Historic district in Alabama, United States

The Battles Wharf Historic District comprises a portion of Battles Wharf, Alabama, United States, between Mobile Bay and U.S. Route 98. The area, also called Battles, is a narrow stretch of bayfront with long, deep lots accessible by shell-paved lanes. Houses in the area date from about 1842 to the present day, and are in a distinctive wood-frame cottage style with tall windows and broad porches. Many houses feature so-called "rain porches," deep shed-roofed screened porches attached to the main house and elevated on short masonry piers. The district includes 14 contributing structures and two non-contributing structures. The properties are linked by a public footpath that serves as a thoroughfare.

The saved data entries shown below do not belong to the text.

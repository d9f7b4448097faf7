use serde::{Deserialize, Serialize};
use std::collections::BTreeMap;

use crate::{EpochId, Identity, LayerId, Smidge};

#[derive(Debug, Clone, PartialEq, Eq, Serialize, Deserialize)]
pub struct Reward {
    pub layer_paid: LayerId,
    pub reward_for_layer: Smidge,
    pub reward_for_fees: Smidge,
    pub coinbase: String,
    pub smesher: Identity,
}

impl Reward {
    pub fn total(&self) -> Smidge {
        self.reward_for_layer + self.reward_for_fees
    }
}

/// Rewards known for every identity
pub type Rewards = BTreeMap<Identity, Vec<Reward>>;

/// Find the reward paid for `layer` in an identity's reward list
pub fn reward_for_layer(rewards: &[Reward], layer: LayerId) -> Option<&Reward> {
    rewards.iter().find(|r| r.layer_paid == layer)
}

#[derive(Debug, Clone, PartialEq, Eq, Serialize, Deserialize)]
pub struct Proposal {
    pub layer: LayerId,
    pub proposal: String,
}

pub type ProposalsByIdentity = BTreeMap<Identity, Vec<Proposal>>;

#[derive(Debug, Clone, Copy, PartialEq, Eq, Serialize, Deserialize)]
pub struct Eligibility {
    pub layer: LayerId,
    pub count: u32,
}

pub type EligibilitiesByIdentity = BTreeMap<Identity, BTreeMap<EpochId, Vec<Eligibility>>>;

The district has principally functioned as a summer retreat for residents of Mobile, Alabama.

The area was originally called Dadeville after the Robert Dade family who settled there in 1849. A resort hotel had been established in 1822 at Point Clear and the high shoreline overlooking Mobile Bay became a popular retreat. Several hotels were built in the 19th century. By the early 20th century the area had a school, a post office, an orphanage, several churches and two hotels. At about this time it became known as Battles, after the Battles family bought much of the property. The area declined from 1927 after a causeway was built across the bay to Mobile, taking traffic from the community.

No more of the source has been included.